# Increasing ABV - kit wines



## DarylD (Mar 19, 2009)

Hey Guys,
It seems as though every time I make wine from a kit, the ABV is just too low, usually around 11.5%. I would like it around 13%-13.5%. If I add sugar prior to fermentation to raise the SG, will anything else be thrown off balance? In other words, do I just add the sugar and proceed as usual? Also, how much sugar, roughly, will I have to add? A tablespoon... a pound... 6 pounds?

Thanks!


----------



## Skyhawk (Mar 19, 2009)

What is the starting SG of the kits supposed to be? I don't think I've ever seen a red in which the directions specified under 1.090, but then again I've mostly stuck to just a few brands.

If you really want to raise ABV, you could always simply add less water than the directions call for in the kit. That way you maintain balance somewhat. I wouldn't go over 1.100 though, which is close to your 13.5 anyway.


----------



## DarylD (Mar 20, 2009)

I see, thanks for the advice! Will the yeast that coes with the kit be able to support that level of alcohol?


----------



## Skyhawk (Mar 20, 2009)

Probably. By using less water you also increase the nutrient level of the must at the same time, so the wine yeast included _*should *_have little problem getting you to 13% to 13.5%. Just make sure your hydrometer is accurate by testing it in plain water at the same temperature you will be testing your must with (if you haven't already).

But since you are modifying the kit, you may consider a bayanus yeast strain like EC-1118 for safety sake.

This is a red wine kit we're talking about, right?

Oh, one other thing. You'll find that with less water, you'll have more head-room than normal in the 6 gallon carboy after you rack. You may want to invest in a 5 gallon carboy (19L) if you don't have one and use that instead of the 6 gallon. Any wine left over you can put into 2L plastic bottle(s) or something and keep under an airlock for topping up when you do your second racking.


----------



## cpfan (Mar 20, 2009)

Ummm..perhaps a dumb question to some of you...what kit are we talking about here? It makes a huge difference in the 'proper response'.

Steve


----------



## Skyhawk (Mar 20, 2009)

Yikes that's true cpfan. He could be making a $120 18L CC Showcase kit and just has an inaccurate hydrometer. *In that case, don't do it!*

But even if it's a cheap $35 kit that's no loss to experiment with, it should be realized that the acid and tannins will also be increased by a percentage equal to the ratio between the starting and adjusted SG. This means that a 4 week kit will not be anywhere near ready for bottling in 4 weeks (at least 8 weeks), and probably not drinkable for many months after bottling. Remember, these cheap 4 week kits are formulated thinner on purpose so that they're ready to bottle and drink young.

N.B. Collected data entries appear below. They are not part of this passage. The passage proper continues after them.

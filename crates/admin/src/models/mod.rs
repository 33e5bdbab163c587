//! Domain models for admin records.

pub mod admin;

pub use admin::{AdminChanges, AdminInput, AdminRecord, NewAdmin};
pub use warden_core::{AdminFlags, AdminIdentity, AdminRole};
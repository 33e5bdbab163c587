//! Business logic services for admin.
//!
//! # Services
//!
//! - `admin` - Admin lookups, permission checks and the upsert policy

pub mod admin;

pub use admin::{AdminError, AdminService};
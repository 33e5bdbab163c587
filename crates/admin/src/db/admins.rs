//! `PostgreSQL` admin record repository.
//!
//! Queries are checked at runtime; the schema lives in
//! `crates/admin/migrations/`.

use chrono::{DateTime, Utc};
use sqlx::PgPool;

use warden_core::{AdminIdentity, AdminRole};

use super::{AdminStore, RepositoryError};
use crate::models::{AdminChanges, AdminRecord, NewAdmin};

const ADMIN_COLUMNS: &str = "identity, display_name, role, can_add_admin, can_delete_content, \
                             created_by, created_at, updated_at";

// =============================================================================
// Internal Row Types
// =============================================================================

/// Internal row type for `PostgreSQL` admin queries.
#[derive(Debug, sqlx::FromRow)]
struct AdminRow {
    identity: String,
    display_name: Option<String>,
    role: AdminRole,
    can_add_admin: bool,
    can_delete_content: bool,
    created_by: String,
    created_at: DateTime<Utc>,
    updated_at: DateTime<Utc>,
}

impl TryFrom<AdminRow> for AdminRecord {
    type Error = RepositoryError;

    fn try_from(row: AdminRow) -> Result<Self, Self::Error> {
        let identity = AdminIdentity::parse(&row.identity).map_err(|e| {
            RepositoryError::DataCorruption(format!("invalid identity in database: {e}"))
        })?;
        let created_by = AdminIdentity::parse(&row.created_by).map_err(|e| {
            RepositoryError::DataCorruption(format!("invalid created_by in database: {e}"))
        })?;

        Ok(Self {
            identity,
            display_name: row.display_name,
            role: row.role,
            can_add_admin: row.can_add_admin,
            can_delete_content: row.can_delete_content,
            created_by,
            created_at: row.created_at,
            updated_at: row.updated_at,
        })
    }
}

// =============================================================================
// Repository
// =============================================================================

/// Repository for admin record database operations.
#[derive(Debug, Clone, Copy)]
pub struct AdminRepository<'a> {
    pool: &'a PgPool,
}

impl<'a> AdminRepository<'a> {
    /// Create a new admin repository.
    #[must_use]
    pub const fn new(pool: &'a PgPool) -> Self {
        Self { pool }
    }
}

impl AdminStore for AdminRepository<'_> {
    /// # Errors
    ///
    /// Returns `RepositoryError::Database` if the query fails.
    /// Returns `RepositoryError::DataCorruption` if the data is invalid.
    async fn find_by_identity(
        &self,
        identity: &AdminIdentity,
    ) -> Result<Option<AdminRecord>, RepositoryError> {
        let row = sqlx::query_as::<_, AdminRow>(&format!(
            "SELECT {ADMIN_COLUMNS} FROM warden.admin WHERE identity = $1"
        ))
        .bind(identity)
        .fetch_optional(self.pool)
        .await?;

        row.map(TryInto::try_into).transpose()
    }

    async fn find_role(
        &self,
        identity: &AdminIdentity,
    ) -> Result<Option<AdminRole>, RepositoryError> {
        let role = sqlx::query_scalar::<_, AdminRole>(
            "SELECT role FROM warden.admin WHERE identity = $1",
        )
        .bind(identity)
        .fetch_optional(self.pool)
        .await?;

        Ok(role)
    }

    /// # Errors
    ///
    /// Returns `RepositoryError::Conflict` if the identity already exists.
    /// Returns `RepositoryError::Database` for other database errors.
    async fn create(&self, admin: &NewAdmin) -> Result<AdminRecord, RepositoryError> {
        let row = sqlx::query_as::<_, AdminRow>(&format!(
            r"
            INSERT INTO warden.admin
                (identity, display_name, role, can_add_admin, can_delete_content, created_by)
            VALUES ($1, $2, $3, $4, $5, $6)
            RETURNING {ADMIN_COLUMNS}
            "
        ))
        .bind(&admin.identity)
        .bind(admin.display_name.as_deref())
        .bind(admin.role)
        .bind(admin.flags.can_add_admin)
        .bind(admin.flags.can_delete_content)
        .bind(&admin.created_by)
        .fetch_one(self.pool)
        .await
        .map_err(|e| {
            if let sqlx::Error::Database(ref db_err) = e
                && db_err.is_unique_violation()
            {
                return RepositoryError::Conflict("identity already exists".to_owned());
            }
            RepositoryError::Database(e)
        })?;

        row.try_into()
    }

    /// # Errors
    ///
    /// Returns `RepositoryError::NotFound` if no record has this identity.
    /// Returns `RepositoryError::Database` for other database errors.
    async fn update(
        &self,
        identity: &AdminIdentity,
        changes: &AdminChanges,
    ) -> Result<AdminRecord, RepositoryError> {
        let row = sqlx::query_as::<_, AdminRow>(&format!(
            r"
            UPDATE warden.admin
            SET display_name = COALESCE($2, display_name),
                role = $3,
                can_add_admin = $4,
                can_delete_content = $5,
                updated_at = clock_timestamp()
            WHERE identity = $1
            RETURNING {ADMIN_COLUMNS}
            "
        ))
        .bind(identity)
        .bind(changes.display_name.as_deref())
        .bind(changes.role)
        .bind(changes.flags.can_add_admin)
        .bind(changes.flags.can_delete_content)
        .fetch_optional(self.pool)
        .await?
        .ok_or(RepositoryError::NotFound)?;

        row.try_into()
    }

    /// # Errors
    ///
    /// Returns `RepositoryError::NotFound` if no record has this identity.
    /// Returns `RepositoryError::Database` for other database errors.
    async fn delete(&self, identity: &AdminIdentity) -> Result<AdminRecord, RepositoryError> {
        let row = sqlx::query_as::<_, AdminRow>(&format!(
            "DELETE FROM warden.admin WHERE identity = $1 RETURNING {ADMIN_COLUMNS}"
        ))
        .bind(identity)
        .fetch_optional(self.pool)
        .await?
        .ok_or(RepositoryError::NotFound)?;

        row.try_into()
    }

    async fn list_all(&self) -> Result<Vec<AdminRecord>, RepositoryError> {
        let rows = sqlx::query_as::<_, AdminRow>(&format!(
            "SELECT {ADMIN_COLUMNS} FROM warden.admin ORDER BY created_at DESC"
        ))
        .fetch_all(self.pool)
        .await?;

        rows.into_iter().map(TryInto::try_into).collect()
    }
}
//! Admin management commands.
//!
//! # Usage
//!
//! ```bash
//! # Create or update an admin
//! warden admin upsert -i 123456789 -r manager -n alice --created-by 42
//!
//! # Inspect admins
//! warden admin list
//! warden admin show -i 123456789 --json
//!
//! # Check a permission
//! warden admin check -i 123456789 -a UPLOAD_CONTENT
//!
//! # Remove an admin
//! warden admin delete -i 123456789
//!
//! # Promote WARDEN_BOOTSTRAP_SUPERADMINS to superadmin
//! warden bootstrap
//! ```
//!
//! # Environment Variables
//!
//! - `WARDEN_DATABASE_URL` - `PostgreSQL` connection string for admin database
//! - `WARDEN_BOOTSTRAP_SUPERADMINS` - Identities used by `bootstrap`

use warden_admin::{AdminInput, AdminRecord, AdminRepository, AdminService};
use warden_core::{AdminIdentity, AdminRole};

use super::{CliError, connect};

/// Arguments of `warden admin upsert`.
#[derive(Debug, Clone)]
pub struct UpsertArgs {
    pub identity: AdminIdentity,
    pub role: AdminRole,
    pub display_name: Option<String>,
    pub can_add_admin: bool,
    pub can_delete_content: bool,
    pub created_by: AdminIdentity,
}

impl From<UpsertArgs> for AdminInput {
    fn from(args: UpsertArgs) -> Self {
        Self {
            identity: args.identity,
            display_name: args.display_name,
            role: args.role,
            can_add_admin: args.can_add_admin.then_some(true),
            can_delete_content: args.can_delete_content.then_some(true),
            created_by: args.created_by,
        }
    }
}

/// Create an admin, or update it if the identity is already registered.
///
/// # Errors
///
/// Returns `CliError` if the database is unreachable or the write fails.
pub async fn upsert(args: UpsertArgs) -> Result<(), CliError> {
    let (_, pool) = connect().await?;
    let service = AdminService::new(AdminRepository::new(&pool));

    let admin = service.create_or_update_admin(&args.into()).await?;

    tracing::info!(
        "Admin saved: {} ({}), can_add_admin={}, can_delete_content={}",
        admin.identity,
        admin.role,
        admin.can_add_admin,
        admin.can_delete_content
    );
    Ok(())
}

/// Ensure every identity in `WARDEN_BOOTSTRAP_SUPERADMINS` is a superadmin.
///
/// # Errors
///
/// Returns `CliError` if configuration is invalid or a write fails.
pub async fn bootstrap() -> Result<(), CliError> {
    let (config, pool) = connect().await?;

    if config.bootstrap_superadmins.is_empty() {
        tracing::warn!("WARDEN_BOOTSTRAP_SUPERADMINS is empty, nothing to do");
        return Ok(());
    }

    let service = AdminService::new(AdminRepository::new(&pool));
    let admins = service
        .bootstrap_superadmins(&config.bootstrap_superadmins)
        .await?;

    for admin in &admins {
        tracing::info!("Superadmin ensured: {}", admin.identity);
    }
    Ok(())
}

/// Print all admins, most recently created first.
///
/// # Errors
///
/// Returns `CliError` if the database is unreachable.
pub async fn list(json: bool) -> Result<(), CliError> {
    let (_, pool) = connect().await?;
    let service = AdminService::new(AdminRepository::new(&pool));

    let admins = service.list_admins().await?;

    #[allow(clippy::print_stdout)]
    {
        if json {
            println!("{}", serde_json::to_string_pretty(&admins)?);
        } else if admins.is_empty() {
            println!("No admins registered.");
        } else {
            for admin in &admins {
                println!("{}", summary_line(admin));
            }
        }
    }
    Ok(())
}

/// Print a single admin record.
///
/// # Errors
///
/// Returns `CliError` if the database is unreachable.
pub async fn show(identity: &AdminIdentity, json: bool) -> Result<(), CliError> {
    let (_, pool) = connect().await?;
    let service = AdminService::new(AdminRepository::new(&pool));

    let admin = service.get_admin_by_identity(identity).await?;

    #[allow(clippy::print_stdout)]
    {
        match admin {
            Some(admin) if json => println!("{}", serde_json::to_string_pretty(&admin)?),
            Some(admin) => println!("{}", summary_line(&admin)),
            None => println!("{identity} is not an admin."),
        }
    }
    Ok(())
}

/// Print whether `identity` may perform `action`.
///
/// Returns the decision so the caller can turn it into an exit status.
///
/// # Errors
///
/// Returns `CliError` if the database is unreachable.
pub async fn check(identity: &AdminIdentity, action: &str) -> Result<bool, CliError> {
    let (_, pool) = connect().await?;
    let service = AdminService::new(AdminRepository::new(&pool));

    let allowed = service.has_permission(identity, action).await?;

    #[allow(clippy::print_stdout)]
    {
        println!("{}", if allowed { "allowed" } else { "denied" });
    }
    Ok(allowed)
}

/// Delete an admin.
///
/// # Errors
///
/// Returns `CliError` wrapping `AdminError::NotFound` if `identity` is not an
/// admin, or a database error.
pub async fn delete(identity: &AdminIdentity) -> Result<(), CliError> {
    let (_, pool) = connect().await?;
    let service = AdminService::new(AdminRepository::new(&pool));

    let admin = service.delete_admin(identity).await?;

    tracing::info!("Admin deleted: {} (was {})", admin.identity, admin.role);
    Ok(())
}

fn summary_line(admin: &AdminRecord) -> String {
    let mut flags = Vec::new();
    if admin.can_add_admin {
        flags.push("add-admin");
    }
    if admin.can_delete_content {
        flags.push("delete-content");
    }

    format!(
        "{:<20} {:<10} {:<20} [{}] created {} by {}",
        admin.identity,
        admin.role,
        admin.display_name.as_deref().unwrap_or("-"),
        flags.join(","),
        admin.created_at.format("%Y-%m-%d %H:%M:%S"),
        admin.created_by
    )
}

#[cfg(test)]
#[allow(clippy::unwrap_used)]
mod tests {
    use chrono::{TimeZone, Utc};

    use super::*;

    fn id(s: &str) -> AdminIdentity {
        AdminIdentity::parse(s).unwrap()
    }

    #[test]
    fn test_upsert_args_leave_unset_flags_unspecified() {
        let input = AdminInput::from(UpsertArgs {
            identity: id("10"),
            role: AdminRole::Basic,
            display_name: None,
            can_add_admin: false,
            can_delete_content: true,
            created_by: id("1"),
        });
        assert_eq!(input.can_add_admin, None);
        assert_eq!(input.can_delete_content, Some(true));
    }

    #[test]
    fn test_summary_line() {
        let created_at = Utc.with_ymd_and_hms(2026, 1, 2, 3, 4, 5).unwrap();
        let admin = AdminRecord {
            identity: id("10"),
            display_name: Some("alice".to_owned()),
            role: AdminRole::Manager,
            can_add_admin: false,
            can_delete_content: true,
            created_by: id("1"),
            created_at,
            updated_at: created_at,
        };

        let line = summary_line(&admin);
        assert!(line.starts_with("10 "));
        assert!(line.contains("manager"));
        assert!(line.contains("alice"));
        assert!(line.contains("[delete-content]"));
        assert!(line.ends_with("created 2026-01-02 03:04:05 by 1"));
    }
}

I wouldn't even attempt to modify a 6 week kit. Too much money to throw away if I didn't like it, and the starting SG is likely 1.090 at least anyway. Why screw around with it?


----------



## Wade E (Mar 20, 2009)

If your sg's are only producing 11.5% for a red wine then Im guessing you are doing 10 liter kits and they are thin IMO. If you want a big bold red then get a Cellar Craft Showcaes edition or RJS Cellar Classic Winerey Series, Cru Select or best an En Primeur! these will all produce the higher abv you are looking for and also the big red flavor. They cost more yes but when you break it down to cost per bottle its very little at all but the wine is WAY BETTER!!!!!!!!!!!!!


----------



## cpfan (Mar 20, 2009)

Ken Ridge Classic Merlot (10 litre kit). Started at 1.083, finished at .992. So (1.083 - .992) x 133 is 12.1%.

But I don't really care what the alcohol is. If you really want higher alcohol, add sugar to the primary before pitching the yeast. If you're happy with the result, great. I won't be doing it, but that's my way.

Steve


----------



## DarylD (Mar 22, 2009)

Well, so far I have been using the cheaper $60 Red kits. 
I really appreciate the advice! Lot's of good info here. It seems as though I have some options, although I'm really going to consider just getting the better kits!

Thanks guys!


----------